DIRECTIONS FOR THIS TASK: For the data below, restate word for word only the lines from the line containing "filename daemon/src/store/memory.rs" through the line containing "fn get(&self, key: &RecordKey, field: &str)", both ends included.

(Collected data)
━━━━━━━━━━━━━━━━━━━━━━━━━━━━━━

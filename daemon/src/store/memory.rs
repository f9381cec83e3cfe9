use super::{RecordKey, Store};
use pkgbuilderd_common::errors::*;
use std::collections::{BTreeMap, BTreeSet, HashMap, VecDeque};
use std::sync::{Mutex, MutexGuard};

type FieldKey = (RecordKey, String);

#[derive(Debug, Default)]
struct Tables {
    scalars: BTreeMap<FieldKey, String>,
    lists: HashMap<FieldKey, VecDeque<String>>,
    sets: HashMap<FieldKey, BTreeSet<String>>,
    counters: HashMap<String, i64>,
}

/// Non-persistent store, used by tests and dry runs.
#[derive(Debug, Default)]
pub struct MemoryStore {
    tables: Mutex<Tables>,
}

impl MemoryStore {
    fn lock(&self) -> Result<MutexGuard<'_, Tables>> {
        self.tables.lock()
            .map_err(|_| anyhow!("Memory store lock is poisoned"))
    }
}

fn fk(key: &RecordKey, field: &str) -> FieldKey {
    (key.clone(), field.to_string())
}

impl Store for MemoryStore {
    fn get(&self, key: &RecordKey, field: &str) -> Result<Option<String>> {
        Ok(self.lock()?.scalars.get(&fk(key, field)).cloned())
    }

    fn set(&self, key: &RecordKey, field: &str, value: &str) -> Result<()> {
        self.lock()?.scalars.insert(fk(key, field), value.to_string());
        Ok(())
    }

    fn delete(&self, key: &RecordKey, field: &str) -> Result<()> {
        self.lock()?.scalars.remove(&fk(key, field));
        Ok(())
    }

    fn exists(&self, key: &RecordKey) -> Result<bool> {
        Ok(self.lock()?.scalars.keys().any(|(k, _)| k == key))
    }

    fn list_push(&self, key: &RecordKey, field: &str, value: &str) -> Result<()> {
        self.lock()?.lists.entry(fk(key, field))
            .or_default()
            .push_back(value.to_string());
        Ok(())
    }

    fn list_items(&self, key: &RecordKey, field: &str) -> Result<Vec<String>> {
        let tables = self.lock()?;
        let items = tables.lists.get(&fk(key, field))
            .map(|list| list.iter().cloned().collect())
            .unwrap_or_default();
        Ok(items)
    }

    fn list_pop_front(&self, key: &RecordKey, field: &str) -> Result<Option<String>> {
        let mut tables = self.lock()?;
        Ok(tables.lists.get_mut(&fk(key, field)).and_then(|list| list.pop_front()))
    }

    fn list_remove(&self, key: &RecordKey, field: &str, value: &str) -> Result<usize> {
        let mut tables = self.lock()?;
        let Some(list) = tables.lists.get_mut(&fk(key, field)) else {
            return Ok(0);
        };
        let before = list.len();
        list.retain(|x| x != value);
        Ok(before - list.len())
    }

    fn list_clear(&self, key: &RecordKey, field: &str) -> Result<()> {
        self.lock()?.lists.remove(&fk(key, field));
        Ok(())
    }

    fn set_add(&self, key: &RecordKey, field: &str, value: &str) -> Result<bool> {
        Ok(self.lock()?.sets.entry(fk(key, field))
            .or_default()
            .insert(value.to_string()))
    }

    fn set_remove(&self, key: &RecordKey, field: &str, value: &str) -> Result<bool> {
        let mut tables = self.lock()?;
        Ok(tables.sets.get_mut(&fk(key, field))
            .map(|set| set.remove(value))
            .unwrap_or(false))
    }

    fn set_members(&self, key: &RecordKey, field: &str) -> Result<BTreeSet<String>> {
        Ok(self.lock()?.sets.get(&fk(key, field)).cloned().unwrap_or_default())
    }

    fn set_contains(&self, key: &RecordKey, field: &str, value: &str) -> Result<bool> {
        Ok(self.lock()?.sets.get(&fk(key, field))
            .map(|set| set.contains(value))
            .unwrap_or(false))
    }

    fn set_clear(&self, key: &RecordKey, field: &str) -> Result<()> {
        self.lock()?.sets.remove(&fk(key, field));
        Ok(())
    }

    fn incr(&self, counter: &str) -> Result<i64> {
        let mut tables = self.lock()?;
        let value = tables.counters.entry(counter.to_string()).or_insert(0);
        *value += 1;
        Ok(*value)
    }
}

━━━━━━━━━━━━━━━━━━━━━━━━━━━━━━

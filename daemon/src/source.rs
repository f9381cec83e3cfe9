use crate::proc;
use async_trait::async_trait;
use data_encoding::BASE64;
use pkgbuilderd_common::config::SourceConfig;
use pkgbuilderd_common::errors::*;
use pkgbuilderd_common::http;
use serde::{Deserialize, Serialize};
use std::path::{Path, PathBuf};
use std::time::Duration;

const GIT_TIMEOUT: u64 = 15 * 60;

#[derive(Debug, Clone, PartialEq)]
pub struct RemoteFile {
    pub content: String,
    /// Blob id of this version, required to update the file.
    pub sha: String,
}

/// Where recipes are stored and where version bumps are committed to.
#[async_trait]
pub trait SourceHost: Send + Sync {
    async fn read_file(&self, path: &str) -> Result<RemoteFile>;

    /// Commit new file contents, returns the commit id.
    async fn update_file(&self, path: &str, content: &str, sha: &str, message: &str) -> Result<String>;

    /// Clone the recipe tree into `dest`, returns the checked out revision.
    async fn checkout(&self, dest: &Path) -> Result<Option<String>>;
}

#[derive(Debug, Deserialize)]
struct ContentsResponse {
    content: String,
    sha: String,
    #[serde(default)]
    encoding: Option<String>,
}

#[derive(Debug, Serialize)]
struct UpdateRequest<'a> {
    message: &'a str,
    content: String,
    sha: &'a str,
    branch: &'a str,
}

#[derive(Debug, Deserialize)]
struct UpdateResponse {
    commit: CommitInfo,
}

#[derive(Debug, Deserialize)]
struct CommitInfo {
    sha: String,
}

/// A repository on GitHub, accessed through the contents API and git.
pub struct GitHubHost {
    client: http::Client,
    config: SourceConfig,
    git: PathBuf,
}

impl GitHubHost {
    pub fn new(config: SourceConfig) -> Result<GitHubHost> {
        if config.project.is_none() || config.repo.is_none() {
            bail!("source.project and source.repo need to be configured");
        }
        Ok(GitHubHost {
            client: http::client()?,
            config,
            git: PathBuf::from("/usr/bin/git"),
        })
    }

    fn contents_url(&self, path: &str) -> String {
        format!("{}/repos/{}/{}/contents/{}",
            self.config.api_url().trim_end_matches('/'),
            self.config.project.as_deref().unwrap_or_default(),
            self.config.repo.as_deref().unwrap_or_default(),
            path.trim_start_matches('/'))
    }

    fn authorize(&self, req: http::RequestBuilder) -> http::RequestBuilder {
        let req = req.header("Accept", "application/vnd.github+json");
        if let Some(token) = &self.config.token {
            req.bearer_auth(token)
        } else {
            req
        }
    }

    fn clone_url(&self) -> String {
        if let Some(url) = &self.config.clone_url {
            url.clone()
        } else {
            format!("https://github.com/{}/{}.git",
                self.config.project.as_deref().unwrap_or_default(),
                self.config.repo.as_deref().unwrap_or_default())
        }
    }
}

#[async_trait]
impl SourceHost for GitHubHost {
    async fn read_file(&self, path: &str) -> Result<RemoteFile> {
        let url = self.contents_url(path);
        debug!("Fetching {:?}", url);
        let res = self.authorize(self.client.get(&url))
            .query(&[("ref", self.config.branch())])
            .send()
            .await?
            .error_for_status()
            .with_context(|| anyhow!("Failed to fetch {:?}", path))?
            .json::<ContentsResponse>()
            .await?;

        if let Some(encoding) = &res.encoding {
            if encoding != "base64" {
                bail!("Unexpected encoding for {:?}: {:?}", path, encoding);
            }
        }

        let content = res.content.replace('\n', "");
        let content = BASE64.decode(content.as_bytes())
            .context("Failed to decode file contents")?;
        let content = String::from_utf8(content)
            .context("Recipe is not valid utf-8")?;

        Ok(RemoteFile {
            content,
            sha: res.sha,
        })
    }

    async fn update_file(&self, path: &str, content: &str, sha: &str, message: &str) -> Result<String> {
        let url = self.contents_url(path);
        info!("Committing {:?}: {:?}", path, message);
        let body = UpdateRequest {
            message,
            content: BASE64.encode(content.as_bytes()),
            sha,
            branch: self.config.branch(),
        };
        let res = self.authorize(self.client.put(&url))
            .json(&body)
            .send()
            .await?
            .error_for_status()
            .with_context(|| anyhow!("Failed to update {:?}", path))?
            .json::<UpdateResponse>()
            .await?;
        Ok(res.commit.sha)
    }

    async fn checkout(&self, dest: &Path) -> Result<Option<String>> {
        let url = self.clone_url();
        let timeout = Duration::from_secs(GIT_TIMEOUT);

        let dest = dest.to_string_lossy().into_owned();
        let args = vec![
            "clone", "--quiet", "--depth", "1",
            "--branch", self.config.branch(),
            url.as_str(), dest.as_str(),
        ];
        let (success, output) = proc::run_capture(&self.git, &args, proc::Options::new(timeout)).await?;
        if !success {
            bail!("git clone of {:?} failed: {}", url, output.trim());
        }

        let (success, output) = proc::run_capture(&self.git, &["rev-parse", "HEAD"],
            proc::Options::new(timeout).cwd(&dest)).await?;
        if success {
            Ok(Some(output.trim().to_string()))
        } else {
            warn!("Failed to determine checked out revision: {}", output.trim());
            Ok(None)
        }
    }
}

━━━━━━━━━━━━━━━━━━━━━━━━━━━━━━

TASK RESPONSE:
filename daemon/src/store/memory.rs
repository f9381cec83e3cfe9
use super::{RecordKey, Store};
use pkgbuilderd_common::errors::*;
use std::collections::{BTreeMap, BTreeSet, HashMap, VecDeque};
use std::sync::{Mutex, MutexGuard};

type FieldKey = (RecordKey, String);

#[derive(Debug, Default)]
struct Tables {
    scalars: BTreeMap<FieldKey, String>,
    lists: HashMap<FieldKey, VecDeque<String>>,
    sets: HashMap<FieldKey, BTreeSet<String>>,
    counters: HashMap<String, i64>,
}

/// Non-persistent store, used by tests and dry runs.
#[derive(Debug, Default)]
pub struct MemoryStore {
    tables: Mutex<Tables>,
}

impl MemoryStore {
    fn lock(&self) -> Result<MutexGuard<'_, Tables>> {
        self.tables.lock()
            .map_err(|_| anyhow!("Memory store lock is poisoned"))
    }
}

fn fk(key: &RecordKey, field: &str) -> FieldKey {
    (key.clone(), field.to_string())
}

impl Store for MemoryStore {
    fn get(&self, key: &RecordKey, field: &str) -> Result<Option<String>> {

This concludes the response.